## REQUIRED WORK
These entries are to be set down again exactly.

Records drawn from a dataset
=== Section Start ===
//! Face detection output types shared across capture, detection and overlay.

use std::fmt;

/// Axis-aligned face bounding box in source-frame pixel coordinates.
#[derive(Clone, Copy, Debug, PartialEq)]
pub struct FaceBox {
    pub x: f32,
    pub y: f32,
    pub width: f32,
    pub height: f32,
}

impl FaceBox {
    /// Uniformly rescale the box (native frame space → display space).
    pub fn scaled(&self, factor: f32) -> FaceBox {
        FaceBox {
            x: self.x * factor,
            y: self.y * factor,
            width: self.width * factor,
            height: self.height * factor,
        }
    }
}

#[derive(Clone, Copy, Debug, PartialEq, Eq)]
pub enum Gender {
    Male,
    Female,
}

impl Gender {
    /// Single-letter form used in overlay labels.
    pub fn letter(&self) -> char {
        match self {
            Gender::Male => 'M',
            Gender::Female => 'F',
        }
    }
}

impl fmt::Display for Gender {
    fn fmt(&self, f: &mut fmt::Formatter<'_>) -> fmt::Result {
        match self {
            Gender::Male => write!(f, "male"),
            Gender::Female => write!(f, "female"),
        }
    }
}

/// Age/gender estimate for one face. `gender_probability` is the model's
/// confidence in the reported gender, in `[0, 1]`.
#[derive(Clone, Copy, Debug, PartialEq)]
pub struct FaceAttributes {
    pub age: f32,
    pub gender: Gender,
    pub gender_probability: f32,
}

/// One detected face. Landmarks and attributes are present only when the
/// corresponding models were loaded (see [`AnnotationDepth`]).
#[derive(Clone, Debug, PartialEq)]
pub struct Face {
    pub bbox: FaceBox,
    pub score: f32,
    pub landmarks: Option<Vec<(f32, f32)>>,
    pub attributes: Option<FaceAttributes>,
}

impl Face {
    /// Compact overlay label, e.g. `~31 M 98%`. `None` without attributes.
    pub fn label(&self) -> Option<String> {
        self.attributes.as_ref().map(|a| {
            format!(
                "~{} {} {:.0}%",
                a.age.round() as i32,
                a.gender.letter(),
                a.gender_probability * 100.0
            )
        })
    }
}

/// Which optional annotations the loaded model set provides.
#[derive(Clone, Copy, Debug, PartialEq, Eq)]
pub enum AnnotationDepth {
    /// Bounding boxes and scores only.
    Detection,
    /// Boxes plus landmark point sets.
    WithLandmarks,
    /// Boxes and age/gender attributes, landmarks when loaded.
    Full,
}

/// One detection tick's complete output. Replaces the previous result
/// wholesale: faces absent here are gone, not merely unmentioned.
///
/// Geometry is expressed in the native frame space given by
/// `native_width`/`native_height`; the overlay rescales to display space.
#[derive(Clone, Debug, PartialEq)]
pub struct DetectionResult {
    depth: AnnotationDepth,
    faces: Vec<Face>,
    native_width: u32,
    native_height: u32,
}

impl DetectionResult {
    pub fn new(
        depth: AnnotationDepth,
        faces: Vec<Face>,
        native_width: u32,
        native_height: u32,
    ) -> Self {
        Self {
            depth,
            faces,
            native_width,
            native_height,
        }
    }

    pub fn depth(&self) -> AnnotationDepth {
        self.depth
    }

    pub fn faces(&self) -> &[Face] {
        &self.faces
    }

    pub fn native_width(&self) -> u32 {
        self.native_width
    }

    pub fn native_height(&self) -> u32 {
        self.native_height
    }

    pub fn face_count(&self) -> usize {
        self.faces.len()
    }

    pub fn is_empty(&self) -> bool {
        self.faces.is_empty()
    }

    /// Drop faces whose box width is not strictly greater than `min_width`.
    /// Tiny boxes are detector noise, not faces.
    pub fn retain_wider_than(&mut self, min_width: f32) {
        self.faces.retain(|f| f.bbox.width > min_width);
    }

    /// One-line text summary for console/UI output,
    /// e.g. `2 faces: ~31 M 98%, ~27 F 93%`.
    pub fn summary(&self) -> String {
        if self.faces.is_empty() {
            return "no faces".to_string();
        }
        let noun = if self.faces.len() == 1 {
            "face"
        } else {
            "faces"
        };
        let labels: Vec<String> = self.faces.iter().filter_map(Face::label).collect();
        if labels.is_empty() {
            format!("{} {noun}", self.faces.len())
        } else {
            format!("{} {noun}: {}", self.faces.len(), labels.join(", "))
        }
    }
}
=== Section End ===
## EXPECTED ANSWER
//! Face detection output types shared across capture, detection and overlay.

use std::fmt;

/// Axis-aligned face bounding box in source-frame pixel coordinates.
#[derive(Clone, Copy, Debug, PartialEq)]
pub struct FaceBox {
    pub x: f32,
    pub y: f32,
    pub width: f32,
    pub height: f32,
}

impl FaceBox {
    /// Uniformly rescale the box (native frame space → display space).
    pub fn scaled(&self, factor: f32) -> FaceBox {
        FaceBox {
            x: self.x * factor,
            y: self.y * factor,
            width: self.width * factor,
            height: self.height * factor,
        }
    }
}

#[derive(Clone, Copy, Debug, PartialEq, Eq)]
pub enum Gender {
    Male,
    Female,
}

impl Gender {
    /// Single-letter form used in overlay labels.
    pub fn letter(&self) -> char {
        match self {
            Gender::Male => 'M',
            Gender::Female => 'F',
        }
    }
}

impl fmt::Display for Gender {
    fn fmt(&self, f: &mut fmt::Formatter<'_>) -> fmt::Result {
        match self {
            Gender::Male => write!(f, "male"),
            Gender::Female => write!(f, "female"),
        }
    }
}

/// Age/gender estimate for one face. `gender_probability` is the model's
/// confidence in the reported gender, in `[0, 1]`.
#[derive(Clone, Copy, Debug, PartialEq)]
pub struct FaceAttributes {
    pub age: f32,
    pub gender: Gender,
    pub gender_probability: f32,
}

/// One detected face. Landmarks and attributes are present only when the
/// corresponding models were loaded (see [`AnnotationDepth`]).
#[derive(Clone, Debug, PartialEq)]
pub struct Face {
    pub bbox: FaceBox,
    pub score: f32,
    pub landmarks: Option<Vec<(f32, f32)>>,
    pub attributes: Option<FaceAttributes>,
}

impl Face {
    /// Compact overlay label, e.g. `~31 M 98%`. `None` without attributes.
    pub fn label(&self) -> Option<String> {
        self.attributes.as_ref().map(|a| {
            format!(
                "~{} {} {:.0}%",
                a.age.round() as i32,
                a.gender.letter(),
                a.gender_probability * 100.0
            )
        })
    }
}

/// Which optional annotations the loaded model set provides.
#[derive(Clone, Copy, Debug, PartialEq, Eq)]
pub enum AnnotationDepth {
    /// Bounding boxes and scores only.
    Detection,
    /// Boxes plus landmark point sets.
    WithLandmarks,
    /// Boxes and age/gender attributes, landmarks when loaded.
    Full,
}

/// One detection tick's complete output. Replaces the previous result
/// wholesale: faces absent here are gone, not merely unmentioned.
///
/// Geometry is expressed in the native frame space given by
/// `native_width`/`native_height`; the overlay rescales to display space.
#[derive(Clone, Debug, PartialEq)]
pub struct DetectionResult {
    depth: AnnotationDepth,
    faces: Vec<Face>,
    native_width: u32,
    native_height: u32,
}

impl DetectionResult {
    pub fn new(
        depth: AnnotationDepth,
        faces: Vec<Face>,
        native_width: u32,
        native_height: u32,
    ) -> Self {
        Self {
            depth,
            faces,
            native_width,
            native_height,
        }
    }

    pub fn depth(&self) -> AnnotationDepth {
        self.depth
    }

    pub fn faces(&self) -> &[Face] {
        &self.faces
    }

    pub fn native_width(&self) -> u32 {
        self.native_width
    }

    pub fn native_height(&self) -> u32 {
        self.native_height
    }

    pub fn face_count(&self) -> usize {
        self.faces.len()
    }

    pub fn is_empty(&self) -> bool {
        self.faces.is_empty()
    }

    /// Drop faces whose box width is not strictly greater than `min_width`.
    /// Tiny boxes are detector noise, not faces.
    pub fn retain_wider_than(&mut self, min_width: f32) {
        self.faces.retain(|f| f.bbox.width > min_width);
    }

    /// One-line text summary for console/UI output,
    /// e.g. `2 faces: ~31 M 98%, ~27 F 93%`.
    pub fn summary(&self) -> String {
        if self.faces.is_empty() {
            return "no faces".to_string();
        }
        let noun = if self.faces.len() == 1 {
            "face"
        } else {
            "faces"
        };
        let labels: Vec<String> = self.faces.iter().filter_map(Face::label).collect();
        if labels.is_empty() {
            format!("{} {noun}", self.faces.len())
        } else {
            format!("{} {noun}: {}", self.faces.len(), labels.join(", "))
        }
    }
}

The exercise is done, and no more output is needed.